Read more on Machine Intelligence in Chess
Unlike in over-the-board games, where the arbiter can monitor closely and the open scenario of the players facing each other, online games make it hard to detect any fraudulence.
An experienced player would be able to detect patterns that would give away attempts to cheat. Engines hold a very strange way of prophylaxis (recognising a move that prevents the threat from an opponent), as they do it in a more arithmetic manner rather than strategic, as the human players do.
The engine always tends to avoid a defensive move. With an innate agenda for counter-attack, a chess engine when threatened will threaten back, curbing the opponent from playing that move again. The engine will opt for a defensive mode only when the opponent plays all the moves right and there is no further way to counter. A human player does not have that much energy to stay sharp and counter-attack every move which is a sure sign of a ‘real’ brain compared to a programmed one.

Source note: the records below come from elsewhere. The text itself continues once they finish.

use kuwahara_image::{Image, ImageError};

use crate::padding::PaddingMode;
use crate::parallel::{self, ExecutionStrategy};

/// Row kernel, column kernel and the border they share.
struct SeparableFilter<'a> {
    kernel_x: &'a [f32],
    kernel_y: &'a [f32],
    padding: PaddingMode,
}

impl SeparableFilter<'_> {
    fn apply<const C: usize>(
        &self,
        src: &Image<f32, C>,
        dst: &mut Image<f32, C>,
        strategy: ExecutionStrategy,
    ) {
        let rows = src.rows();
        let cols = src.cols();
        if rows == 0 || cols == 0 {
            return;
        }

        let half_x = self.kernel_x.len() / 2;
        let half_y = self.kernel_y.len() / 2;
        let cols_table = self.padding.index_table(cols, half_x);
        let rows_table = self.padding.index_table(rows, half_y);

        let src_data = src.as_slice();
        let mut temp = vec![0.0f32; src_data.len()];

        // horizontal
        parallel::for_each_row(strategy, &mut temp, cols * C, |r, row_temp| {
            let src_row = &src_data[r * cols * C..(r + 1) * cols * C];
            for c in 0..cols {
                let mut acc = [0.0f32; C];
                for (k, &w) in self.kernel_x.iter().enumerate() {
                    let Some(x) = cols_table[c + k] else {
                        continue;
                    };
                    for (ch, acc_val) in acc.iter_mut().enumerate() {
                        *acc_val += src_row[x * C + ch] * w;
                    }
                }
                row_temp[c * C..(c + 1) * C].copy_from_slice(&acc);
            }
        });

        // vertical
        let temp = &temp;
        parallel::for_each_row(strategy, dst.as_slice_mut(), cols * C, |r, row_dst| {
            row_dst.iter_mut().for_each(|v| *v = 0.0);
            for (k, &w) in self.kernel_y.iter().enumerate() {
                let Some(y) = rows_table[r + k] else {
                    continue;
                };
                let temp_row = &temp[y * cols * C..(y + 1) * cols * C];
                row_dst
                    .iter_mut()
                    .zip(temp_row.iter())
                    .for_each(|(d, &t)| *d += t * w);
            }
        });
    }
}

/// Correlate `src` with `kernel_x` along rows, then with `kernel_y` along columns.
///
/// Both kernels are centered on their middle tap, so odd lengths are expected; the
/// row pass goes through a temporary buffer. Taps outside the image follow `padding`.
///
/// Fails when a kernel is empty or when `src` and `dst` differ in size.
pub fn separable_filter_with_strategy<const C: usize>(
    src: &Image<f32, C>,
    dst: &mut Image<f32, C>,
    kernel_x: &[f32],
    kernel_y: &[f32],
    padding: PaddingMode,
    strategy: ExecutionStrategy,
) -> Result<(), ImageError> {
    if kernel_x.is_empty() || kernel_y.is_empty() {
        return Err(ImageError::InvalidKernelLength(
            kernel_x.len(),
            kernel_y.len(),
        ));
    }

    if src.size() != dst.size() {
        return Err(ImageError::InvalidImageSize(
            src.cols(),
            src.rows(),
            dst.cols(),
            dst.rows(),
        ));
    }

    let filter = SeparableFilter {
        kernel_x,
        kernel_y,
        padding,
    };
    filter.apply(src, dst, strategy);
    Ok(())
}
use rayon::prelude::*;

use kuwahara_image::Image;

/// Controls how row-wise image operations are executed.
///
/// Every stage writes each output pixel exactly once and reads only immutable
/// inputs, so the same closure runs unchanged on either adapter.
#[derive(Debug, Clone, Copy, PartialEq, Eq, Default, serde::Serialize, serde::Deserialize)]
#[serde(rename_all = "snake_case")]
pub enum ExecutionStrategy {
    /// Run sequentially on the current thread.
    ///
    /// Useful for small images, debugging, or when the overhead of parallelization
    /// outweighs the benefits.
    Serial,

    /// Process rows in parallel on the current Rayon thread pool.
    ///
    /// Callers wanting a specific number of threads install their own pool with
    /// [`rayon::ThreadPool::install`] around the call.
    Parallel,

    /// Parallel for buffers of at least [`ExecutionStrategy::AUTO_PARALLEL_ELEMENTS`]
    /// elements, serial otherwise.
    #[default]
    Auto,
}

impl ExecutionStrategy {
    /// Element count from which [`ExecutionStrategy::Auto`] switches to parallel rows.
    pub const AUTO_PARALLEL_ELEMENTS: usize = 100_000;

    /// Whether a destination buffer of `num_elements` values runs in parallel.
    pub fn is_parallel(&self, num_elements: usize) -> bool {
        match self {
            ExecutionStrategy::Serial => false,
            ExecutionStrategy::Parallel => true,
            ExecutionStrategy::Auto => num_elements >= Self::AUTO_PARALLEL_ELEMENTS,
        }
    }
}

/// Run `f(row, dst_row)` for every row of `dst`.
///
/// `row_len` is the number of elements per row (width * channels).
pub fn for_each_row<T, F>(strategy: ExecutionStrategy, dst: &mut [T], row_len: usize, f: F)
where
    T: Send,
    F: Fn(usize, &mut [T]) + Send + Sync,
{
    if row_len == 0 {
        return;
    }

    if strategy.is_parallel(dst.len()) {
        dst.par_chunks_mut(row_len)
            .enumerate()
            .for_each(|(r, row)| f(r, row));
    } else {
        dst.chunks_mut(row_len)
            .enumerate()
            .for_each(|(r, row)| f(r, row));
    }
}

/// Run `f(row, dst1_row, dst2_row)` for every row of two destination buffers that share a layout.
pub fn for_each_row_pair<T, U, F>(
    strategy: ExecutionStrategy,
    dst1: &mut [T],
    row_len1: usize,
    dst2: &mut [U],
    row_len2: usize,
    f: F,
) where
    T: Send,
    U: Send,
    F: Fn(usize, &mut [T], &mut [U]) + Send + Sync,
{
    if row_len1 == 0 || row_len2 == 0 {
        return;
    }

    if strategy.is_parallel(dst1.len()) {
        dst1.par_chunks_mut(row_len1)
            .zip(dst2.par_chunks_mut(row_len2))
            .enumerate()
            .for_each(|(r, (row1, row2))| f(r, row1, row2));
    } else {
        dst1.chunks_mut(row_len1)
            .zip(dst2.chunks_mut(row_len2))
            .enumerate()
            .for_each(|(r, (row1, row2))| f(r, row1, row2));
    }
}

/// Apply a function to each pixel of `src`, writing the matching pixel of `dst`.
pub fn par_iter_rows<T1, const C1: usize, T2, const C2: usize>(
    strategy: ExecutionStrategy,
    src: &Image<T1, C1>,
    dst: &mut Image<T2, C2>,
    f: impl Fn(&[T1], &mut [T2]) + Send + Sync,
) where
    T1: Sync,
    T2: Send,
{
    let cols = src.cols();
    let src_data = src.as_slice();
    for_each_row(strategy, dst.as_slice_mut(), C2 * cols, |r, dst_row| {
        let src_row = &src_data[r * C1 * cols..(r + 1) * C1 * cols];
        src_row
            .chunks_exact(C1)
            .zip(dst_row.chunks_exact_mut(C2))
            .for_each(|(src_pixel, dst_pixel)| f(src_pixel, dst_pixel));
    });
}

/// Apply a function to each pair of co-located pixels of two sources.
pub fn par_iter_rows_two<T1, const C1: usize, T2, const C2: usize, T3, const C3: usize>(
    strategy: ExecutionStrategy,
    src1: &Image<T1, C1>,
    src2: &Image<T2, C2>,
    dst: &mut Image<T3, C3>,
    f: impl Fn(&[T1], &[T2], &mut [T3]) + Send + Sync,
) where
    T1: Sync,
    T2: Sync,
    T3: Send,
{
    let cols = src1.cols();
    let src1_data = src1.as_slice();
    let src2_data = src2.as_slice();
    for_each_row(strategy, dst.as_slice_mut(), C3 * cols, |r, dst_row| {
        let src1_row = &src1_data[r * C1 * cols..(r + 1) * C1 * cols];
        let src2_row = &src2_data[r * C2 * cols..(r + 1) * C2 * cols];
        src1_row
            .chunks_exact(C1)
            .zip(src2_row.chunks_exact(C2))
            .zip(dst_row.chunks_exact_mut(C3))
            .for_each(|((p1, p2), dst_pixel)| f(p1, p2, dst_pixel));
    });
}
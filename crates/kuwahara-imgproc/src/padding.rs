/// How a neighborhood stencil reads pixels that fall outside the image.
///
/// The kuwahara stages all read their borders with [`PaddingMode::Reflect101`].
/// [`PaddingMode::Constant`] and [`PaddingMode::Replicate`] are offered to callers of
/// the generic filters in [`crate::filter`], e.g. a zero padded [`gaussian_blur`].
///
/// [`gaussian_blur`]: crate::filter::gaussian_blur
#[derive(Debug, Clone, Copy, PartialEq, Eq, Default, serde::Serialize, serde::Deserialize)]
#[serde(rename_all = "snake_case")]
pub enum PaddingMode {
    /// Outside taps are dropped, as if the image were surrounded by zeros.
    ///
    /// `c b a | 0 0 0`
    Constant,

    /// Outside taps read the nearest edge pixel.
    ///
    /// `c b a | a a a`
    Replicate,

    /// Mirror around the edge pixel, which is not repeated.
    ///
    /// `c b a | b c d`
    #[default]
    Reflect101,
}

impl PaddingMode {
    /// Fold `i` into `[0, len)`, or `None` when a [`PaddingMode::Constant`] tap lands
    /// outside. `len` must be non zero.
    #[inline]
    pub fn map_index(&self, i: isize, len: usize) -> Option<usize> {
        if (0..len as isize).contains(&i) {
            return Some(i as usize);
        }
        match self {
            PaddingMode::Constant => None,
            PaddingMode::Replicate => Some(i.clamp(0, len as isize - 1) as usize),
            PaddingMode::Reflect101 => {
                // mirrored indices repeat with period 2 * (len - 1)
                let period = 2 * (len as isize - 1);
                if period == 0 {
                    return Some(0);
                }
                let folded = i.rem_euclid(period);
                Some(if folded < len as isize {
                    folded
                } else {
                    period - folded
                } as usize)
            }
        }
    }

    /// Source index of every position in `[-half, len + half)`, shifted so that entry
    /// `k` belongs to position `k - half`.
    ///
    /// Row stencils look their columns up here instead of folding per tap.
    pub fn index_table(&self, len: usize, half: usize) -> Vec<Option<usize>> {
        let half = half as isize;
        (-half..len as isize + half)
            .map(|i| self.map_index(i, len))
            .collect()
    }
}

#[cfg(test)]
mod tests {
    use super::*;

    #[test]
    fn test_map_index() {
        let positions = [-2, -1, 0, 3, 4, 5];
        let cases = [
            (PaddingMode::Constant, [None, None, Some(0), Some(3), None, None]),
            (
                PaddingMode::Replicate,
                [Some(0), Some(0), Some(0), Some(3), Some(3), Some(3)],
            ),
            (
                PaddingMode::Reflect101,
                [Some(2), Some(1), Some(0), Some(3), Some(2), Some(1)],
            ),
        ];

        for (mode, expected) in cases {
            assert_eq!(positions.map(|i| mode.map_index(i, 4)), expected, "{mode:?}");
        }
    }

    #[test]
    fn test_reflect101_far_outside() {
        // 0 1 2 1 | 0 1 2 1 | 0 ...
        let got = (-5..9)
            .map(|i| PaddingMode::Reflect101.map_index(i, 3))
            .collect::<Vec<_>>();
        let expected = [1, 0, 1, 2, 1, 0, 1, 2, 1, 0, 1, 2, 1, 0].map(Some);
        assert_eq!(got, expected);

        assert_eq!(PaddingMode::Reflect101.map_index(-3, 1), Some(0));
        assert_eq!(PaddingMode::Replicate.map_index(7, 1), Some(0));
    }

    #[test]
    fn test_index_table() {
        let table = PaddingMode::Reflect101.index_table(3, 1);
        assert_eq!(table, vec![Some(1), Some(0), Some(1), Some(2), Some(1)]);
    }
}
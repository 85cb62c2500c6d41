use std::hint::black_box;

use criterion::{criterion_group, criterion_main, BenchmarkId, Criterion};
use rand::Rng;

use kuwahara_image::{Image, ImageSize};
use kuwahara_imgproc::{
    kuwahara::{KuwaharaFilter, KuwaharaOutput, KuwaharaParams, KuwaharaVariant},
    parallel::ExecutionStrategy,
};

fn random_image(size: ImageSize) -> Image<f32, 3> {
    let mut rng = rand::rng();
    let data = (0..size.num_pixels() * 3)
        .map(|_| rng.random::<f32>())
        .collect();
    Image::new(size, data).unwrap()
}

fn bench_kuwahara(c: &mut Criterion) {
    let mut group = c.benchmark_group("Kuwahara");
    group.sample_size(10);

    for (width, height) in [(256, 224), (512, 448)].iter() {
        for kernel_radius in [2.0f32, 4.0].iter() {
            group.throughput(criterion::Throughput::Elements((*width * *height) as u64));

            let parameter_string = format!("{}x{}x{}", width, height, kernel_radius);

            let image_size = ImageSize {
                width: *width,
                height: *height,
            };
            let image = random_image(image_size);

            for (variant, skew) in [
                (KuwaharaVariant::Isotropic, 0.0),
                (KuwaharaVariant::Anisotropic, 1.0),
            ] {
                let params = KuwaharaParams::default()
                    .with_kernel_radius(*kernel_radius)
                    .with_kernel_skew(skew)
                    .with_variant(variant);

                group.bench_with_input(
                    BenchmarkId::new(format!("{variant:?}"), &parameter_string),
                    &image,
                    |b, src| {
                        let mut filter = KuwaharaFilter::new(image_size, params)
                            .unwrap()
                            .with_strategy(ExecutionStrategy::Parallel);
                        let mut out = KuwaharaOutput::new(image_size).unwrap();
                        b.iter(|| black_box(filter.apply(src, &mut out)))
                    },
                );
            }
        }
    }
    group.finish();
}

criterion_group!(benches, bench_kuwahara);
criterion_main!(benches);
use serde::{Deserialize, Serialize};

use super::KuwaharaError;

/// Selects how the sector kernels are shaped.
#[derive(Debug, Clone, Copy, PartialEq, Eq, Default, Serialize, Deserialize)]
#[serde(rename_all = "snake_case")]
pub enum KuwaharaVariant {
    /// One fixed bank of eight sector kernels shared by every pixel.
    #[default]
    Isotropic,

    /// Sector kernels rotated onto the local tangent and stretched by the local coherency.
    Anisotropic,
}

/// Parameters of the kuwahara filter.
///
/// All radii are in pixels at the resolution of the filtered image.
#[derive(Debug, Clone, Copy, PartialEq, Serialize, Deserialize)]
#[serde(default)]
pub struct KuwaharaParams {
    /// Standard deviation of the gaussian applied to the structure tensor, `>= 0`.
    pub blur_radius: f32,
    /// Standard deviation of the radial gaussian of the sector kernels, `> 0`.
    pub kernel_radius: f32,
    /// Elongation of the sectors along the local tangent, `>= 0`. Anisotropic variant only.
    pub kernel_skew: f32,
    /// How strongly high variance sectors are suppressed, `>= 0`.
    pub sharpness: f32,
    /// Kernel shaping variant.
    pub variant: KuwaharaVariant,
}

impl Default for KuwaharaParams {
    fn default() -> Self {
        Self {
            blur_radius: 2.0,
            kernel_radius: 4.0,
            kernel_skew: 0.0,
            sharpness: 8.0,
            variant: KuwaharaVariant::Isotropic,
        }
    }
}

impl KuwaharaParams {
    /// Set the structure tensor blur radius.
    pub fn with_blur_radius(mut self, blur_radius: f32) -> Self {
        self.blur_radius = blur_radius;
        self
    }

    /// Set the sector kernel radius.
    pub fn with_kernel_radius(mut self, kernel_radius: f32) -> Self {
        self.kernel_radius = kernel_radius;
        self
    }

    /// Set the sector skew and switch to the anisotropic variant.
    pub fn with_kernel_skew(mut self, kernel_skew: f32) -> Self {
        self.kernel_skew = kernel_skew;
        self.variant = KuwaharaVariant::Anisotropic;
        self
    }

    /// Set the blend sharpness.
    pub fn with_sharpness(mut self, sharpness: f32) -> Self {
        self.sharpness = sharpness;
        self
    }

    /// Set the kernel variant.
    pub fn with_variant(mut self, variant: KuwaharaVariant) -> Self {
        self.variant = variant;
        self
    }

    /// Multiply both radii by `scale`, for images resampled by that factor.
    pub fn scaled(mut self, scale: f32) -> Self {
        self.blur_radius *= scale;
        self.kernel_radius *= scale;
        self
    }

    /// Check that every parameter is finite and inside its domain.
    pub fn validate(&self) -> Result<(), KuwaharaError> {
        check("blur_radius", self.blur_radius, |v| v >= 0.0, "must be >= 0")?;
        check("kernel_radius", self.kernel_radius, |v| v > 0.0, "must be > 0")?;
        check("kernel_skew", self.kernel_skew, |v| v >= 0.0, "must be >= 0")?;
        check("sharpness", self.sharpness, |v| v >= 0.0, "must be >= 0")?;
        Ok(())
    }
}

fn check(
    name: &'static str,
    value: f32,
    in_domain: impl Fn(f32) -> bool,
    reason: &'static str,
) -> Result<(), KuwaharaError> {
    if !value.is_finite() {
        return Err(KuwaharaError::InvalidParameter {
            name,
            value,
            reason: "must be finite",
        });
    }
    if !in_domain(value) {
        return Err(KuwaharaError::InvalidParameter {
            name,
            value,
            reason,
        });
    }
    Ok(())
}
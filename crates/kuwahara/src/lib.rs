//! Edge preserving anisotropic Kuwahara filtering.
//!
//! ```
//! use kuwahara::image::{Image, ImageSize};
//! use kuwahara::imgproc::kuwahara::{kuwahara, KuwaharaParams};
//!
//! let size = ImageSize { width: 16, height: 12 };
//! let src = Image::<f32, 3>::from_size_val(size, 0.5).unwrap();
//!
//! let out = kuwahara(&src, &KuwaharaParams::default().with_kernel_skew(1.0)).unwrap();
//! assert_eq!(out.filtered.size(), size);
//! ```

#[doc(inline)]
pub use kuwahara_image as image;

#[doc(inline)]
pub use kuwahara_imgproc as imgproc;
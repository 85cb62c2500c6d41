use argh::FromArgs;
use std::path::{Path, PathBuf};
use std::sync::{
    atomic::{AtomicBool, Ordering},
    Arc,
};

use kuwahara::{
    image::{Image, ImageSize},
    imgproc::{
        kuwahara::{KuwaharaFilter, KuwaharaOutput, KuwaharaParams, KuwaharaVariant},
        parallel::ExecutionStrategy,
    },
};

#[derive(FromArgs)]
/// Apply the anisotropic kuwahara filter to an image
struct Args {
    /// path to the input image
    #[argh(option, short = 'i')]
    input: PathBuf,

    /// directory where the output images are written
    #[argh(option, short = 'o', default = "PathBuf::from(\".\")")]
    output_dir: PathBuf,

    /// JSON file with the filter parameters
    #[argh(option)]
    config: Option<PathBuf>,

    /// the standard deviation of the structure tensor blur
    #[argh(option)]
    blur_radius: Option<f32>,

    /// the standard deviation of the sector kernels
    #[argh(option)]
    kernel_radius: Option<f32>,

    /// the elongation of the sectors along edges, implies --anisotropic
    #[argh(option)]
    kernel_skew: Option<f32>,

    /// how strongly high variance sectors are suppressed
    #[argh(option)]
    sharpness: Option<f32>,

    /// warp the sector kernels by the local structure
    #[argh(switch)]
    anisotropic: bool,

    /// resize factor applied to the input; radii are given at scale 1
    #[argh(option, default = "1.0")]
    scale: f32,

    /// run every stage on the current thread
    #[argh(switch)]
    serial: bool,
}

fn load_params(args: &Args) -> Result<KuwaharaParams, Box<dyn std::error::Error>> {
    let mut params = match &args.config {
        Some(path) => serde_json::from_reader(std::fs::File::open(path)?)?,
        None => KuwaharaParams::default(),
    };

    if let Some(blur_radius) = args.blur_radius {
        params = params.with_blur_radius(blur_radius);
    }
    if let Some(kernel_radius) = args.kernel_radius {
        params = params.with_kernel_radius(kernel_radius);
    }
    if let Some(kernel_skew) = args.kernel_skew {
        params = params.with_kernel_skew(kernel_skew);
    }
    if let Some(sharpness) = args.sharpness {
        params = params.with_sharpness(sharpness);
    }
    if args.anisotropic {
        params = params.with_variant(KuwaharaVariant::Anisotropic);
    }

    Ok(params.scaled(args.scale))
}

fn read_rgb(path: &Path, scale: f32) -> Result<Image<f32, 3>, Box<dyn std::error::Error>> {
    let mut rgb = image::open(path)?.to_rgb8();

    if scale != 1.0 {
        let width = ((rgb.width() as f32 * scale).round() as u32).max(1);
        let height = ((rgb.height() as f32 * scale).round() as u32).max(1);
        rgb = image::imageops::resize(
            &rgb,
            width,
            height,
            image::imageops::FilterType::Triangle,
        );
    }

    let size = ImageSize {
        width: rgb.width() as usize,
        height: rgb.height() as usize,
    };
    let img = Image::<u8, 3>::new(size, rgb.into_raw())?;
    Ok(img.cast_and_scale::<f32>(1.0 / 255.0)?)
}

/// Scale a field to `[0, 1]` by its largest value.
fn normalize_max(src: &Image<f32, 3>) -> Result<Image<f32, 3>, Box<dyn std::error::Error>> {
    let max = src.as_slice().iter().fold(0.0f32, |acc, &v| acc.max(v.abs()));
    let scale = if max > 0.0 { 1.0 / max } else { 0.0 };
    Ok(Image::new(
        src.size(),
        src.as_slice().iter().map(|v| v.abs() * scale).collect(),
    )?)
}

fn write_rgb(path: &Path, src: &Image<f32, 3>) -> Result<(), Box<dyn std::error::Error>> {
    let data = src
        .as_slice()
        .iter()
        .map(|v| (v.clamp(0.0, 1.0) * 255.0).round() as u8)
        .collect::<Vec<_>>();
    let img = image::RgbImage::from_raw(src.width() as u32, src.height() as u32, data)
        .ok_or("image buffer does not match its size")?;
    img.save(path)?;
    log::info!("wrote {}", path.display());
    Ok(())
}

fn write_outputs(dir: &Path, out: &KuwaharaOutput) -> Result<(), Box<dyn std::error::Error>> {
    std::fs::create_dir_all(dir)?;
    write_rgb(
        &dir.join("structure_tensor.png"),
        &normalize_max(&out.structure_tensor)?,
    )?;
    write_rgb(
        &dir.join("blurred_structure_tensor.png"),
        &normalize_max(&out.blurred_structure_tensor)?,
    )?;
    write_rgb(&dir.join("anisotropy.png"), &out.anisotropy)?;
    write_rgb(&dir.join("filtered.png"), &out.filtered)?;
    Ok(())
}

fn main() -> Result<(), Box<dyn std::error::Error>> {
    env_logger::init();

    let args: Args = argh::from_env();

    if !args.scale.is_finite() || args.scale <= 0.0 {
        return Err(format!("Invalid scale: {}", args.scale).into());
    }

    let params = load_params(&args)?;
    log::debug!("parameters: {:?}", params);

    let src = read_rgb(&args.input, args.scale)?;
    log::info!("filtering {} image", src.size());

    let strategy = if args.serial {
        ExecutionStrategy::Serial
    } else {
        ExecutionStrategy::Auto
    };
    let mut filter = KuwaharaFilter::new(src.size(), params)?.with_strategy(strategy);
    let mut out = KuwaharaOutput::new(src.size())?;

    // create a cancel token to stop the filter between stages
    let cancel_token = Arc::new(AtomicBool::new(false));

    ctrlc::set_handler({
        let cancel_token = cancel_token.clone();
        move || {
            println!("Received Ctrl-C signal. Sending cancel signal !!");
            cancel_token.store(true, Ordering::SeqCst);
        }
    })?;

    filter.apply_with_cancel(&src, &mut out, &cancel_token)?;

    write_outputs(&args.output_dir, &out)?;

    Ok(())
}
//! Generic filtering building blocks.
//!
//! The kuwahara stages use them with reflect-101 borders only; the border mode and the
//! execution strategy stay parameters so the blur and the gradient can be used on
//! their own.

/// Gaussian and Sobel kernels.
pub mod kernels;

mod ops;
pub use ops::*;

mod separable_filter;
pub use separable_filter::*;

Also when a new online account has a high accuracy level and high win percentage, it looks suspicious.
As Grandmaster Pravin Thipsay explains, when it comes to Grandmasters, the chances of getting away with cheating are more. One can play normal moves and when a crucial point comes, seek the help of an engine. Beginners are easily caught as they tend to depend solely on the engine and use it in every move.
Lately, Armenian GM Tigran Petrosian, was banned for life from playing on chess.com events as the site’s Fair Play team found out that he was cheating on his opponent Fabiano Caruana in the semis and finals as per reports on The Guardian.
Measures to prevent cheating in online chess
The Magnus Carlsen Invitational online tournament, one of the initial events that were held during lockdown, had stringent measures to counter any fraud attempts. All the players were required to share the screens while playing that can be monitored by the chief arbiter. There was a webcam that covered the individual players with the addition to two recording cameras at different angles throughout the matches. Games were reviewed by an anti-cheating software and no other software was permitted to open on the computer.
With cases of online cheating on the rise, today most online tournaments are adopting stringent measures and anti-cheating safeguards.